━━ Material for the task

//! Run lifecycle handlers: start, status, cancel.

use std::path::PathBuf;

use axum::{Json, extract::State, http::StatusCode};
use log::info;
use serde::{Deserialize, Serialize};
use sifter::{EnrichmentTask, InputFormat, InputSchema, RowWindow, RunSummary};

use crate::server::error::ApiError;
use crate::server::state::AppState;

fn default_start_index() -> usize {
    1
}

fn default_output() -> PathBuf {
    PathBuf::from("phone_email_output.csv")
}

fn default_engine() -> String {
    sifter::provider::DEFAULT_PRIMARY.to_string()
}

/// Request body for starting a run.
#[derive(Debug, Deserialize)]
pub struct StartRunRequest {
    pub input: PathBuf,
    #[serde(default = "default_start_index")]
    pub start_index: usize,
    #[serde(default)]
    pub end_index: Option<usize>,
    #[serde(default = "default_output")]
    pub output: PathBuf,
    #[serde(default = "default_engine")]
    pub engine: String,
    #[serde(default)]
    pub schema: InputSchema,
}

/// Snapshot of the run status.
#[derive(Debug, Serialize)]
pub struct RunStatusResponse {
    pub running: bool,
    pub log: Vec<String>,
    pub summary: Option<RunSummary>,
    pub error: Option<String>,
}

/// Start a run on a background worker.
pub async fn start_run(
    State(state): State<AppState>,
    Json(request): Json<StartRunRequest>,
) -> Result<(StatusCode, Json<RunStatusResponse>), ApiError> {
    let guard = state
        .gate
        .try_acquire()
        .ok_or_else(|| ApiError::Conflict("A run is already in progress".to_string()))?;

    if !request.input.exists() {
        return Err(ApiError::BadRequest(format!(
            "Input file '{}' not found",
            request.input.display()
        )));
    }
    InputFormat::from_path(&request.input).map_err(|e| ApiError::BadRequest(e.to_string()))?;

    let engine = request.engine.trim().to_lowercase();
    if !sifter::ProviderRegistry::builtin().contains(&engine) {
        return Err(ApiError::BadRequest(format!("Unknown engine: {}", request.engine)));
    }

    let config = state.settings.run_config(
        request.input.clone(),
        request.output.clone(),
        request.schema,
        RowWindow::new(request.start_index, request.end_index),
        &engine,
    )?;

    info!(
        "Starting run on {} (engine {}, schema {})",
        request.input.display(),
        engine,
        request.schema
    );
    let task = EnrichmentTask::spawn(config, state.fetcher.clone());

    let snapshot = {
        let mut status = state.status.write().await;
        status.start(task.cancel_token());
        snapshot(&status)
    };

    let status = state.status.clone();
    tokio::task::spawn_blocking(move || {
        for event in task.events().iter() {
            status.blocking_write().push_line(event.to_string());
        }
        let result = task.join();
        status.blocking_write().finish(result);
        drop(guard);
    });

    Ok((StatusCode::ACCEPTED, Json(snapshot)))
}

/// Status of the current or last run.
pub async fn current_run(State(state): State<AppState>) -> Json<RunStatusResponse> {
    let status = state.status.read().await;
    Json(snapshot(&status))
}

/// Ask the active run to stop after its current record.
pub async fn cancel_run(
    State(state): State<AppState>,
) -> Result<(StatusCode, Json<RunStatusResponse>), ApiError> {
    if !state.cancel_active().await {
        return Err(ApiError::NotFound("No run in progress".to_string()));
    }

    let mut status = state.status.write().await;
    status.push_line("Cancellation requested".to_string());
    Ok((StatusCode::ACCEPTED, Json(snapshot(&status))))
}

fn snapshot(status: &crate::server::state::RunStatus) -> RunStatusResponse {
    RunStatusResponse {
        running: status.running,
        log: status.log.iter().cloned().collect(),
        summary: status.summary.clone(),
        error: status.error.clone(),
    }
}
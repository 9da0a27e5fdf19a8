//! Axum application setup.

use axum::{
    Router,
    routing::{get, post},
};
use tower_http::cors::{Any, CorsLayer};

use super::handlers;
use super::state::AppState;
use crate::web::static_handler;

/// Create the Axum router with all routes.
pub fn create_router(state: AppState) -> Router {
    // CORS configuration for local development
    let cors = CorsLayer::new()
        .allow_origin(Any)
        .allow_methods(Any)
        .allow_headers(Any);

    let api_routes = Router::new()
        .route("/providers", get(handlers::list_providers))
        .route("/runs", post(handlers::start_run))
        .route("/runs/current", get(handlers::current_run))
        .route("/runs/cancel", post(handlers::cancel_run));

    Router::new()
        .nest("/api", api_routes)
        .fallback(static_handler)
        .layer(cors)
        .with_state(state)
}

/// Start the web server.
pub async fn run_server(state: AppState, port: u16) -> Result<(), Box<dyn std::error::Error>> {
    let app = create_router(state);
    let addr = std::net::SocketAddr::from(([127, 0, 0, 1], port));

    log::info!("Server listening on http://{}", addr);

    let listener = tokio::net::TcpListener::bind(addr).await?;
    axum::serve(listener, app).await?;

    Ok(())
}

#[cfg(test)]
mod tests {
    use super::*;

    use std::sync::Arc;
    use std::time::Duration;

    use axum::body::{Body, to_bytes};
    use axum::http::{Request, StatusCode};
    use serde_json::{Value, json};
    use sifter::{ScriptedFetcher, SifterConfig};
    use tower::ServiceExt;

    const YAHOO_HIT: &str = r#"<div class="Sr"><a href="https://r.example/jane">Jane</a> jane@realty.com</div>"#;

    fn state() -> AppState {
        let fetcher = ScriptedFetcher::new().with_body("yahoo", YAHOO_HIT);
        AppState::new(SifterConfig::default(), Arc::new(fetcher))
    }

    async fn send(app: &Router, request: Request<Body>) -> (StatusCode, Value) {
        let response = app.clone().oneshot(request).await.unwrap();
        let status = response.status();
        let bytes = to_bytes(response.into_body(), usize::MAX).await.unwrap();
        let body = serde_json::from_slice(&bytes).unwrap_or(Value::Null);
        (status, body)
    }

    fn get_request(uri: &str) -> Request<Body> {
        Request::get(uri).body(Body::empty()).unwrap()
    }

    fn post_json(uri: &str, body: Value) -> Request<Body> {
        Request::post(uri)
            .header("content-type", "application/json")
            .body(Body::from(body.to_string()))
            .unwrap()
    }

    #[tokio::test]
    async fn test_list_providers() {
        let app = create_router(state());
        let (status, body) = send(&app, get_request("/api/providers")).await;

        assert_eq!(status, StatusCode::OK);
        assert_eq!(body["providers"].as_array().unwrap().len(), 9);
        assert_eq!(body["default_primary"], "duckduckgo");
        assert_eq!(body["default_order"][0], "yahoo");
    }

    #[tokio::test]
    async fn test_index_is_served() {
        let app = create_router(state());
        let response = app.oneshot(get_request("/")).await.unwrap();

        assert_eq!(response.status(), StatusCode::OK);
        let content_type = response.headers()["content-type"].to_str().unwrap().to_string();
        assert!(content_type.starts_with("text/html"));
    }

    #[tokio::test]
    async fn test_cancel_without_run_is_not_found() {
        let app = create_router(state());
        let (status, body) = send(&app, post_json("/api/runs/cancel", json!({}))).await;

        assert_eq!(status, StatusCode::NOT_FOUND);
        assert_eq!(body["error"], "not_found");
    }

    #[tokio::test]
    async fn test_start_rejects_missing_input() {
        let app = create_router(state());
        let (status, body) = send(
            &app,
            post_json("/api/runs", json!({ "input": "/nonexistent/contacts.csv" })),
        )
        .await;

        assert_eq!(status, StatusCode::BAD_REQUEST);
        assert_eq!(body["error"], "bad_request");
    }

    #[tokio::test]
    async fn test_start_rejects_unknown_engine() {
        let dir = tempfile::tempdir().unwrap();
        let input = dir.path().join("contacts.csv");
        std::fs::write(&input, "h,h,h\nJane,Doe,555\n").unwrap();

        let app = create_router(state());
        let (status, _) = send(
            &app,
            post_json("/api/runs", json!({ "input": input, "engine": "altavista" })),
        )
        .await;

        assert_eq!(status, StatusCode::BAD_REQUEST);
    }

    #[tokio::test]
    async fn test_second_run_conflicts() {
        let state = state();
        let _held = state.gate.try_acquire().unwrap();
        let app = create_router(state);

        let (status, body) = send(&app, post_json("/api/runs", json!({ "input": "x.csv" }))).await;

        assert_eq!(status, StatusCode::CONFLICT);
        assert_eq!(body["error"], "conflict");
    }

    #[tokio::test]
    async fn test_run_to_completion() {
        let dir = tempfile::tempdir().unwrap();
        let input = dir.path().join("contacts.csv");
        let output = dir.path().join("out.csv");
        std::fs::write(&input, "First,Last,Phone\nJane,Doe,555-0100\nJohn,Roe,555-0101\n").unwrap();

        let app = create_router(state());
        let (status, body) = send(
            &app,
            post_json(
                "/api/runs",
                json!({ "input": input, "output": output, "engine": "yahoo" }),
            ),
        )
        .await;
        assert_eq!(status, StatusCode::ACCEPTED);
        assert_eq!(body["running"], true);

        let mut current = Value::Null;
        for _ in 0..100 {
            let (_, body) = send(&app, get_request("/api/runs/current")).await;
            current = body;
            if current["running"] == false {
                break;
            }
            tokio::time::sleep(Duration::from_millis(50)).await;
        }

        assert_eq!(current["running"], false);
        assert_eq!(current["summary"]["records_processed"], 2);
        assert_eq!(current["summary"]["emails_found"], 2);
        assert!(!current["log"].as_array().unwrap().is_empty());

        let written = std::fs::read_to_string(&output).unwrap();
        assert_eq!(written.lines().count(), 3);
    }
}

━━━━

Give the number of lines above that include "SifterConfig". Write nothing else.

2